The code completion feature on XML
files, is very primitive
and outdated. The way it works today is, every time
the Schema changes for an XML, the module owners need to re-generate a
DTD for the new schema, register the new DTD and re-install the module.
The process is very in-efficient and needs manual intervention.
Proposed Solution - Schema aware code completion (Netbeans 6.0)
Typically, XML instance documents conform to some XML Schemas. The new
proposal suggests that the IDE reads the schema and offer code
completion based on the information model as obtained from the schema.
Advantages
- This generic framework can be used for any XML files that conform
to a schema.
- All advantages of XML Schemas over DTDs apply.
- The completion result will be live and more accurate.
- The completion result will be namespace aware.
- If a schema changes, end-user needs to update his/her XML
instance and gets live result based on the new schema.
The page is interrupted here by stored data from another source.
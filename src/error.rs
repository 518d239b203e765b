//! Error types for the pdf2jpg library.
//!
//! Two error types reflect the two layers of the crate:
//!
//! * [`Pdf2JpgError`] — an operation (load, preview, convert, write) failed.
//!   Returned from [`crate::Session`] methods and the top-level `convert*`
//!   functions. A failed operation never leaves the session unusable; the
//!   caller can simply try again.
//!
//! * [`RenderError`] — the PDF backend could not decode a document or
//!   rasterise a page. The pipeline wraps it into the matching
//!   [`Pdf2JpgError`] variant depending on which operation was running.
//!
//! Every [`Pdf2JpgError`] belongs to one [`ErrorKind`] and carries a short
//! [`user_message`](Pdf2JpgError::user_message) suitable for a status line,
//! while `Display` keeps the full diagnostic detail for logs.

use std::path::PathBuf;
use thiserror::Error;

/// All errors returned by pdf2jpg operations.
#[derive(Debug, Error)]
pub enum Pdf2JpgError {
    // ── Input errors ──────────────────────────────────────────────────────
    /// The selected file name does not end in `.pdf`. Nothing was read.
    #[error("'{name}' is not a PDF file (expected a .pdf extension)")]
    InvalidFileType { name: String },

    /// Input file was not found at the given path.
    #[error("PDF file not found: '{path}'\nCheck the path exists and is readable.")]
    FileNotFound { path: PathBuf },

    /// Process does not have read permission on the file.
    #[error("Permission denied reading '{path}'\nTry: chmod +r {path:?}")]
    PermissionDenied { path: PathBuf },

    /// The bytes could not be decoded into a PDF document.
    #[error("Could not decode '{name}': {detail}")]
    Decode { name: String, detail: String },

    /// An operation that needs a document ran before one was loaded.
    #[error("No PDF document is loaded")]
    NoDocument,

    // ── Rendering errors ──────────────────────────────────────────────────
    /// Rendering the first-page preview failed.
    #[error("Preview failed: {detail}")]
    Preview { detail: String },

    /// The page spec selected no page of the document.
    #[error("Page spec '{spec}' selects no pages (document has {total} pages)")]
    EmptySelection { spec: String, total: usize },

    /// A page failed to render or encode, or the archive failed to assemble.
    ///
    /// `page` is `None` when the failure happened outside the page loop
    /// (archive serialisation).
    #[error(
        "Conversion failed{}: {detail}",
        .page.map(|p| format!(" on page {p}")).unwrap_or_default()
    )]
    Conversion { page: Option<usize>, detail: String },

    /// A conversion run is already in flight for this session.
    #[error("A conversion is already running")]
    Busy,

    // ── I/O errors ────────────────────────────────────────────────────────
    /// Could not create or write the output archive or preview image.
    #[error("Failed to write output file '{path}': {source}")]
    OutputWriteFailed {
        path: PathBuf,
        #[source]
        source: std::io::Error,
    },

    // ── Config errors ─────────────────────────────────────────────────────
    /// Builder validation failed.
    #[error("Invalid configuration: {0}")]
    InvalidConfig(String),

    // ── Pdfium binding errors ─────────────────────────────────────────────
    /// Could not bind to a pdfium library.
    #[error(
        "Failed to bind to pdfium library: {0}\n\n\
You can:\n\
  • Set PDFIUM_LIB_PATH=/path/to/libpdfium (or its directory).\n\
  • Place the platform pdfium library next to the executable or in ./lib.\n\
  • Install pdfium system-wide.\n"
    )]
    PdfiumBindingFailed(String),

    // ── Catch-all ─────────────────────────────────────────────────────────
    /// Unexpected internal error.
    #[error("Internal error: {0}")]
    Internal(String),
}

/// Coarse classification of [`Pdf2JpgError`] for callers that react per kind.
#[derive(Debug, Clone, Copy, PartialEq, Eq, serde::Serialize, serde::Deserialize)]
pub enum ErrorKind {
    /// The file was rejected by its name before any decoding.
    InvalidFileType,
    /// The file could not be read or decoded.
    Decode,
    /// The first-page preview failed.
    Preview,
    /// The page render / encode / archive loop failed.
    Conversion,
    /// Environment or configuration problem (pdfium missing, bad options, I/O).
    Setup,
}

impl Pdf2JpgError {
    /// Which of the error kinds this failure belongs to.
    pub fn kind(&self) -> ErrorKind {
        match self {
            Pdf2JpgError::InvalidFileType { .. } => ErrorKind::InvalidFileType,
            Pdf2JpgError::FileNotFound { .. }
            | Pdf2JpgError::PermissionDenied { .. }
            | Pdf2JpgError::Decode { .. } => ErrorKind::Decode,
            Pdf2JpgError::Preview { .. } => ErrorKind::Preview,
            Pdf2JpgError::NoDocument
            | Pdf2JpgError::EmptySelection { .. }
            | Pdf2JpgError::Conversion { .. }
            | Pdf2JpgError::Busy => ErrorKind::Conversion,
            Pdf2JpgError::OutputWriteFailed { .. }
            | Pdf2JpgError::InvalidConfig(_)
            | Pdf2JpgError::PdfiumBindingFailed(_)
            | Pdf2JpgError::Internal(_) => ErrorKind::Setup,
        }
    }

    /// Short message for the user; the full detail stays in `Display`.
    pub fn user_message(&self) -> String {
        match self {
            Pdf2JpgError::InvalidFileType { .. } => "Please choose a PDF file".to_string(),
            Pdf2JpgError::FileNotFound { .. } | Pdf2JpgError::PermissionDenied { .. } => {
                "Could not read the PDF file".to_string()
            }
            Pdf2JpgError::Decode { .. } => {
                "Could not read the PDF, please check whether the file is damaged".to_string()
            }
            Pdf2JpgError::NoDocument => "Choose a PDF file first".to_string(),
            Pdf2JpgError::Preview { .. } => "Preview failed".to_string(),
            Pdf2JpgError::EmptySelection { .. } => "No pages match the page range".to_string(),
            Pdf2JpgError::Conversion { .. } => "An error occurred during conversion".to_string(),
            Pdf2JpgError::Busy => "A conversion is already running".to_string(),
            other => other.to_string(),
        }
    }
}

/// A failure reported by a [`crate::pipeline::render::PdfBackend`].
#[derive(Debug, Clone, Error, PartialEq, Eq)]
pub enum RenderError {
    /// The document bytes could not be parsed.
    #[error("document could not be decoded: {0}")]
    Decode(String),

    /// The requested page does not exist or could not be loaded.
    #[error("page {page} is unavailable: {detail}")]
    PageUnavailable { page: usize, detail: String },

    /// The page was loaded but rasterisation failed.
    #[error("page {page} failed to render: {detail}")]
    Render { page: usize, detail: String },
}

#[cfg(test)]
mod tests {
    use super::*;

    #[test]
    fn conversion_display_with_page() {
        let e = Pdf2JpgError::Conversion {
            page: Some(3),
            detail: "boom".into(),
        };
        assert_eq!(e.to_string(), "Conversion failed on page 3: boom");
    }

    #[test]
    fn conversion_display_without_page() {
        let e = Pdf2JpgError::Conversion {
            page: None,
            detail: "zip".into(),
        };
        assert_eq!(e.to_string(), "Conversion failed: zip");
    }

    #[test]
    fn kinds_match_error_families() {
        assert_eq!(
            Pdf2JpgError::InvalidFileType {
                name: "a.txt".into()
            }
            .kind(),
            ErrorKind::InvalidFileType
        );
        assert_eq!(
            Pdf2JpgError::Decode {
                name: "a.pdf".into(),
                detail: "x".into()
            }
            .kind(),
            ErrorKind::Decode
        );
        assert_eq!(
            Pdf2JpgError::Preview { detail: "x".into() }.kind(),
            ErrorKind::Preview
        );
        assert_eq!(Pdf2JpgError::Busy.kind(), ErrorKind::Conversion);
        assert_eq!(
            Pdf2JpgError::PdfiumBindingFailed("x".into()).kind(),
            ErrorKind::Setup
        );
    }

    #[test]
    fn user_message_hides_detail() {
        let e = Pdf2JpgError::Conversion {
            page: Some(2),
            detail: "FPDF_RenderPageBitmap returned 0".into(),
        };
        assert!(!e.user_message().contains("FPDF"));
    }

    #[test]
    fn render_error_display() {
        let e = RenderError::Render {
            page: 4,
            detail: "out of memory".into(),
        };
        assert!(e.to_string().contains("page 4"));
    }
}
- User can get code completion help for XML Schema Wildcards.
- Namespace declaration can be inserted. This is similar to "Fix
Import" feature in Netbeans for Java files.
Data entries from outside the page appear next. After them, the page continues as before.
//! Progress-callback trait for per-page conversion events.
//!
//! Inject an [`Arc<dyn ConversionProgressCallback>`] via
//! [`crate::config::ConversionOptionsBuilder::progress_callback`] to receive
//! events as the pipeline renders, encodes and archives each page.
//!
//! Pages are processed strictly one after another, so events arrive in
//! ascending page order and `on_progress` values never decrease. The trait is
//! still `Send + Sync` because the async entry points run the pipeline on a
//! blocking worker thread while the caller may observe from another.
//!
//! # Example
//!
//! ```rust
//! use pdf2jpg::{ConversionOptions, ConversionProgressCallback};
//! use std::sync::{Arc, atomic::{AtomicU8, Ordering}};
//!
//! struct Percent(AtomicU8);
//!
//! impl ConversionProgressCallback for Percent {
//!     fn on_progress(&self, percent: u8) {
//!         self.0.store(percent, Ordering::SeqCst);
//!     }
//! }
//!
//! let options = ConversionOptions::builder()
//!     .progress_callback(Arc::new(Percent(AtomicU8::new(0))))
//!     .build()
//!     .unwrap();
//! ```

use std::sync::Arc;

/// Called by the conversion pipeline as it processes each page.
///
/// All methods have default no-op implementations so callers only override
/// what they care about.
pub trait ConversionProgressCallback: Send + Sync {
    /// Called once the page selection is known, before any page is rendered.
    ///
    /// # Arguments
    /// * `total_pages` — number of pages that will be exported
    fn on_conversion_start(&self, total_pages: usize) {
        let _ = total_pages;
    }

    /// Called just before a page is rendered.
    ///
    /// # Arguments
    /// * `page_num`    — 1-indexed page number in the document
    /// * `total_pages` — number of selected pages
    fn on_page_start(&self, page_num: usize, total_pages: usize) {
        let _ = (page_num, total_pages);
    }

    /// Called when a page's JPEG has been added to the archive.
    ///
    /// # Arguments
    /// * `page_num`    — 1-indexed page number
    /// * `total_pages` — number of selected pages
    /// * `jpeg_len`    — byte length of the encoded JPEG
    fn on_page_complete(&self, page_num: usize, total_pages: usize, jpeg_len: usize) {
        let _ = (page_num, total_pages, jpeg_len);
    }

    /// Called after each page with `round(100 * done / total)`.
    fn on_progress(&self, percent: u8) {
        let _ = percent;
    }

    /// Called once when the run aborts. No archive is produced.
    fn on_conversion_error(&self, error: &str) {
        let _ = error;
    }

    /// Called once after the archive has been serialised.
    ///
    /// # Arguments
    /// * `total_pages` — number of pages in the archive
    /// * `archive_len` — byte length of the ZIP archive
    fn on_conversion_complete(&self, total_pages: usize, archive_len: usize) {
        let _ = (total_pages, archive_len);
    }
}

/// A no-op implementation for callers that need a callback value but no events.
///
/// Leaving [`crate::ConversionOptions::progress_callback`] as `None` has the
/// same effect.
pub struct NoopProgressCallback;

impl ConversionProgressCallback for NoopProgressCallback {}

/// Convenience alias matching the type stored in [`crate::config::ConversionOptions`].
pub type ProgressCallback = Arc<dyn ConversionProgressCallback>;

/// `round(100 * done / total)` with halves rounded up; `100` when `total` is 0.
pub fn progress_percent(done: usize, total: usize) -> u8 {
    if total == 0 {
        return 100;
    }
    let done = done.min(total) as u64;
    let total = total as u64;
    ((200 * done + total) / (2 * total)) as u8
}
- Reuse. The core module can be used by others to provide
completion for documents that do not explicitly declare conformance to
a schema such as WSDL or ANT's build.xml. Hence less bugs, less
maintenance.
- New features in schema aware code completion can be seen
uniformly across the IDE. For example, when we provide attribute value
completion, it'll be availabe to all XML files (that use schema aware
code completion) for free, that is, without any code changes.
Detailed Description
schemaLocation and noNamespaceSchemaLocation
An XML instance document that
conforms to a schema must mention about the schema with the help of
schemaLocation
or
noNamespaceSchemaLocation
attribute at the root element of the document. The
schemaLocation
and
noNamespaceSchemaLocation
attributes can be used
in a document to provide hints as to the physical location of schema
documents which may be used
for assessment and validation.
The value of
schemaLocation consists
of one or
more pairs of URI references, separated by white space. The first
member of each pair is a namespace name, and the second member of the
pair is a hint describing where to find an appropriate schema document
for that namespace. Where as, the value of
noNamespaceSchemaLocation
consists of one or more schemas separated by white space. Typically,
schemaLocation
is used for schemas with a target namespaces and
noNamespaceSchemaLocation
is used for schemas with no target namespace.
Here is an example:
<po:purchaseOrder
xmlns:po="http://xml.netbeans.org/schema/PO"
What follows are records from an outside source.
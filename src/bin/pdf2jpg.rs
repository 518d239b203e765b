//! CLI binary for pdf2jpg.
//!
//! A thin shim over the library crate that maps CLI flags
//! to `ConversionOptions` and reports results.

use anyhow::{Context, Result};
use clap::Parser;
use indicatif::{HumanBytes, ProgressBar, ProgressStyle};
use pdf2jpg::pipeline::input::{archive_name_for, base_name, file_name_of};
use pdf2jpg::{
    convert_to_file, inspect, preview_to_file, ConversionOptions, ConversionProgressCallback,
    ProgressCallback, Rgb,
};
use std::collections::HashMap;
use std::io;
use std::path::{Path, PathBuf};
use std::sync::{Arc, Mutex, PoisonError};
use std::time::{Duration, Instant};
use tracing_subscriber::EnvFilter;

// ── ANSI colour helpers (no extra deps) ──────────────────────────────────────

fn green(s: &str) -> String {
    format!("\x1b[32m{s}\x1b[0m")
}
fn red(s: &str) -> String {
    format!("\x1b[31m{s}\x1b[0m")
}
fn dim(s: &str) -> String {
    format!("\x1b[2m{s}\x1b[0m")
}
fn bold(s: &str) -> String {
    format!("\x1b[1m{s}\x1b[0m")
}
fn cyan(s: &str) -> String {
    format!("\x1b[36m{s}\x1b[0m")
}

const TICKS: &[&str] = &["⠋", "⠙", "⠹", "⠸", "⠼", "⠴", "⠦", "⠧", "⠇", "⠏", "⠿"];

// ── CLI progress callback using indicatif ────────────────────────────────────

/// Terminal progress callback: a live bar plus one log line per page.
struct CliProgressCallback {
    bar: ProgressBar,
    /// Per-page wall-clock start times for elapsed reporting.
    start_times: Mutex<HashMap<usize, Instant>>,
}

impl CliProgressCallback {
    /// Spinner until `on_conversion_start` tells us how many pages to expect.
    fn new_dynamic() -> Arc<Self> {
        let bar = ProgressBar::new(0);

        let spinner_style = ProgressStyle::with_template("{spinner:.cyan} {prefix:.bold}  {msg}")
            .unwrap_or_else(|_| ProgressStyle::default_spinner())
            .tick_strings(TICKS);

        bar.set_style(spinner_style);
        bar.set_prefix("Preparing");
        bar.set_message("Opening PDF…");
        bar.enable_steady_tick(Duration::from_millis(80));

        Arc::new(Self {
            bar,
            start_times: Mutex::new(HashMap::new()),
        })
    }

    fn activate_bar(&self, total: usize) {
        let progress_style = ProgressStyle::with_template(
            "{spinner:.cyan} {prefix:.bold}  \
             [{bar:42.green/238}] {pos:>3}/{len} pages  \
             ⏱ {elapsed_precise}  ETA {eta_precise}",
        )
        .unwrap_or_else(|_| ProgressStyle::default_bar())
        .progress_chars("█▉▊▋▌▍▎▏  ")
        .tick_strings(TICKS);

        self.bar.set_length(total as u64);
        self.bar.set_style(progress_style);
        self.bar.set_prefix("Converting");
        self.bar.reset_eta();
    }

    fn elapsed_secs(&self, page_num: usize) -> f64 {
        self.start_times
            .lock()
            .unwrap_or_else(PoisonError::into_inner)
            .remove(&page_num)
            .map(|t| t.elapsed().as_secs_f64())
            .unwrap_or(0.0)
    }
}

impl ConversionProgressCallback for CliProgressCallback {
    fn on_conversion_start(&self, total_pages: usize) {
        self.activate_bar(total_pages);
        self.bar.println(format!(
            "{} {}",
            cyan("◆"),
            bold(&format!("Exporting {total_pages} pages…"))
        ));
    }

    fn on_page_start(&self, page_num: usize, _total: usize) {
        self.start_times
            .lock()
            .unwrap_or_else(PoisonError::into_inner)
            .insert(page_num, Instant::now());
        self.bar.set_message(format!("page {page_num}"));
    }

    fn on_page_complete(&self, page_num: usize, total: usize, jpeg_len: usize) {
        let elapsed = self.elapsed_secs(page_num);
        self.bar.println(format!(
            "  {} Page {:>3}/{:<3}  {:<10}  {}",
            green("✓"),
            page_num,
            total,
            dim(&format!("{:>9}", HumanBytes(jpeg_len as u64).to_string())),
            dim(&format!("{elapsed:.1}s")),
        ));
        self.bar.inc(1);
    }

    fn on_conversion_error(&self, error: &str) {
        self.bar.abandon();
        eprintln!("{} {}", red("✘"), red(error));
    }

    fn on_conversion_complete(&self, total_pages: usize, archive_len: usize) {
        self.bar.finish_and_clear();
        eprintln!(
            "{} {} pages exported  {}",
            green("✔"),
            bold(&total_pages.to_string()),
            dim(&HumanBytes(archive_len as u64).to_string()),
        );
    }
}

const AFTER_HELP: &str = r#"EXAMPLES:
  # All pages at the default scale (2.0) and quality (0.92)
  pdf2jpg Report.pdf                      # → ./Report_jpg.zip

  # Explicit output path
  pdf2jpg Report.pdf -o out/report.zip

  # Selected pages, higher resolution, smaller files
  pdf2jpg --pages 1-3,5,8-12 --scale 3 --quality 0.8 Report.pdf

  # Transparent pages composited onto a dark background
  pdf2jpg --background '#202020' slides.pdf

  # First page only, as a single JPEG
  pdf2jpg --preview-only --preview cover.jpg Report.pdf

  # Inspect PDF metadata (no rendering)
  pdf2jpg --inspect-only --json Report.pdf

PAGE SPEC:
  Comma-separated tokens, each a page "N" or a range "A-B". Pages outside
  the document are dropped and ranges are clamped to it ("8-99" on a
  10-page file is 8-10). "B-A" reads as "A-B". Duplicates collapse and
  malformed tokens are ignored. An empty spec selects every page.

OUTPUT:
  Entries are named {base}_p001.jpg, {base}_p002.jpg, … in ascending page
  order, where {base} is the input file name without its extension.

ENVIRONMENT VARIABLES:
  PDFIUM_LIB_PATH         Path to libpdfium (file or directory)
  RUST_LOG                Override log filter (e.g. pdf2jpg=debug)
  PDF2JPG_*               Default for each flag (see --help)
"#;

/// Convert PDF pages to JPEG images packed in a ZIP archive.
#[derive(Parser, Debug)]
#[command(
    name = "pdf2jpg",
    version,
    about = "Convert PDF pages to JPEG images packed in a ZIP archive",
    long_about = "Render selected pages of a PDF with pdfium, composite them onto a background \
colour, encode each as JPEG and store them in a single ZIP archive named after the input file.",
    arg_required_else_help = true,
    color = clap::ColorChoice::Auto,
    after_long_help = AFTER_HELP
)]
struct Cli {
    /// PDF file to convert.
    input: PathBuf,

    /// Write the archive here instead of ./{base}_jpg.zip.
    #[arg(short, long, env = "PDF2JPG_OUTPUT")]
    output: Option<PathBuf>,

    /// Render scale relative to 72 DPI (0.75–4.0).
    #[arg(long, env = "PDF2JPG_SCALE", default_value_t = 2.0)]
    scale: f32,

    /// JPEG quality as a fraction (0.5–1.0).
    #[arg(long, env = "PDF2JPG_QUALITY", default_value_t = 0.92)]
    quality: f32,

    /// Page spec, e.g. "1-3,5,8". Empty selects all pages.
    #[arg(long, env = "PDF2JPG_PAGES", default_value = "")]
    pages: String,

    /// Background colour for transparent areas (#rrggbb or #rgb).
    #[arg(long, env = "PDF2JPG_BACKGROUND", default_value = "#ffffff")]
    background: Rgb,

    /// PDF user password for encrypted documents.
    #[arg(long, env = "PDF2JPG_PASSWORD")]
    password: Option<String>,

    /// Also write a first-page preview JPEG to this path.
    #[arg(long, env = "PDF2JPG_PREVIEW")]
    preview: Option<PathBuf>,

    /// Write only the preview (./{base}_preview.jpg unless --preview is set).
    #[arg(long)]
    preview_only: bool,

    /// Print PDF metadata only, no conversion.
    #[arg(long)]
    inspect_only: bool,

    /// Print a JSON summary on stdout.
    #[arg(long, env = "PDF2JPG_JSON")]
    json: bool,

    /// Disable progress bar.
    #[arg(long, env = "PDF2JPG_NO_PROGRESS")]
    no_progress: bool,

    /// Enable DEBUG-level tracing logs.
    #[arg(short, long, env = "PDF2JPG_VERBOSE")]
    verbose: bool,

    /// Suppress all output except errors.
    #[arg(short, long, env = "PDF2JPG_QUIET")]
    quiet: bool,
}

#[tokio::main]
async fn main() -> Result<()> {
    let cli = Cli::parse();

    // ── Logging setup ────────────────────────────────────────────────────
    // The progress bar replaces INFO logs; -v brings them back.
    let show_progress = !cli.quiet && !cli.no_progress && !cli.json;
    let filter = if cli.verbose {
        "debug"
    } else if cli.quiet || show_progress {
        "error"
    } else {
        "info"
    };

    tracing_subscriber::fmt()
        .with_env_filter(
            EnvFilter::try_from_default_env().unwrap_or_else(|_| EnvFilter::new(filter)),
        )
        .with_writer(io::stderr)
        .init();

    // ── Inspect-only mode ────────────────────────────────────────────────
    if cli.inspect_only {
        let meta = inspect(&cli.input).await.context("Failed to inspect PDF")?;

        if cli.json {
            println!(
                "{}",
                serde_json::to_string_pretty(&meta).context("Failed to serialize metadata")?
            );
        } else {
            println!("File:         {}", cli.input.display());
            if let Some(ref t) = meta.title {
                println!("Title:        {}", t);
            }
            if let Some(ref a) = meta.author {
                println!("Author:       {}", a);
            }
            if let Some(ref s) = meta.subject {
                println!("Subject:      {}", s);
            }
            println!("Pages:        {}", meta.page_count);
            println!("PDF Version:  {}", meta.pdf_version);
            if let Some(ref p) = meta.producer {
                println!("Producer:     {}", p);
            }
            if let Some(ref c) = meta.creator {
                println!("Creator:      {}", c);
            }
        }
        return Ok(());
    }

    let progress_cb: Option<ProgressCallback> = if show_progress && !cli.preview_only {
        let cb = CliProgressCallback::new_dynamic();
        Some(cb as Arc<dyn ConversionProgressCallback>)
    } else {
        None
    };

    let options = build_options(&cli, progress_cb)?;

    // ── Preview ──────────────────────────────────────────────────────────
    let preview_path = match (&cli.preview, cli.preview_only) {
        (Some(path), _) => Some(path.clone()),
        (None, true) => Some(default_preview_path(&cli.input)),
        (None, false) => None,
    };

    let mut preview_summary = None;
    if let Some(ref path) = preview_path {
        let preview = preview_to_file(&cli.input, path, &options)
            .await
            .context("Preview failed")?;
        if !cli.quiet && !cli.json {
            eprintln!(
                "{}  preview {}x{}  {}  →  {}",
                green("✔"),
                preview.width,
                preview.height,
                dim(&HumanBytes(preview.jpeg.len() as u64).to_string()),
                bold(&path.display().to_string()),
            );
        }
        preview_summary = Some(serde_json::json!({
            "path": path,
            "width": preview.width,
            "height": preview.height,
            "bytes": preview.jpeg.len(),
        }));
    }

    if cli.preview_only {
        if cli.json {
            println!(
                "{}",
                serde_json::to_string_pretty(&serde_json::json!({ "preview": preview_summary }))
                    .context("Failed to serialise output")?
            );
        }
        return Ok(());
    }

    // ── Run conversion ───────────────────────────────────────────────────
    let output_path = cli
        .output
        .clone()
        .unwrap_or_else(|| PathBuf::from(archive_name_for(&cli.input)));

    let stats = convert_to_file(&cli.input, &output_path, &options)
        .await
        .context("Conversion failed")?;

    if cli.json {
        let summary = serde_json::json!({
            "archive": output_path,
            "stats": stats,
            "preview": preview_summary,
        });
        println!(
            "{}",
            serde_json::to_string_pretty(&summary).context("Failed to serialise output")?
        );
    } else if !cli.quiet {
        // Per-page lines were already printed by the callback.
        eprintln!(
            "{}  {}/{} pages  {}  {}ms  →  {}",
            green("✔"),
            stats.exported_pages,
            stats.total_pages,
            HumanBytes(stats.archive_bytes as u64),
            stats.total_duration_ms,
            bold(&output_path.display().to_string()),
        );
        if cli.verbose {
            eprintln!(
                "   {} render  /  {} encode",
                dim(&format!("{}ms", stats.render_duration_ms)),
                dim(&format!("{}ms", stats.encode_duration_ms)),
            );
        }
    }

    Ok(())
}

/// Map CLI args to `ConversionOptions`.
fn build_options(cli: &Cli, progress: Option<ProgressCallback>) -> Result<ConversionOptions> {
    let mut builder = ConversionOptions::builder()
        .scale(cli.scale)
        .quality(cli.quality)
        .background(cli.background)
        .pages(cli.pages.clone());

    if let Some(ref pwd) = cli.password {
        builder = builder.password(pwd.clone());
    }
    if let Some(cb) = progress {
        builder = builder.progress_callback(cb);
    }

    builder.build().context("Invalid configuration")
}

fn default_preview_path(input: &Path) -> PathBuf {
    let name = file_name_of(input);
    PathBuf::from(format!("{}_preview.jpg", base_name(name.as_deref())))
}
xmlns:xsi="http://www.w3.org/2001/XMLSchema-instance"
xsi:schemaLocation="http://xml.netbeans.org/schema/PO
http://xml.netbeans.org/schema/PO.xsd">
.....
</po:purchaseOrder>
|
Mechanics of Schema aware Code
Completion
As a general rule, if the root
elements provide necessary hints as to
where to find the schemas, the IDE will be able to offer code
completion as per the schema(s). The IDE searches for the schemas in
the following order:
- First it tries to find the schema
in the local file system
- If not found, it looks up the runtime
catalog
- As a last resort, it fetches schemas from the internet, caches
them locally and uses them to provide CC.
- If not found, there will not be any CC.
XML Schemas define the structure of
an instance documents. A schema can have one or more top level
elements. An instance document can be created with any one top level
elements from the schema. In the example above, we have used
purchaseOrder element as the
document's root element. In order to get code completion in an instance
document, one of the following conditions must be met:
- If the root element is namespace-qualified, the namespace of the
document must match the target namespace
of one schema specified in the schemaLocation attribute. The schema
that matches, is said to be the primary schema. The primary schema must
have a root element with the same name as
the root element of the instance document.
- If the root element is not namespace-qualified, the schema
without a target namespace having a root element same as the root
element of the document becomes the primary schema.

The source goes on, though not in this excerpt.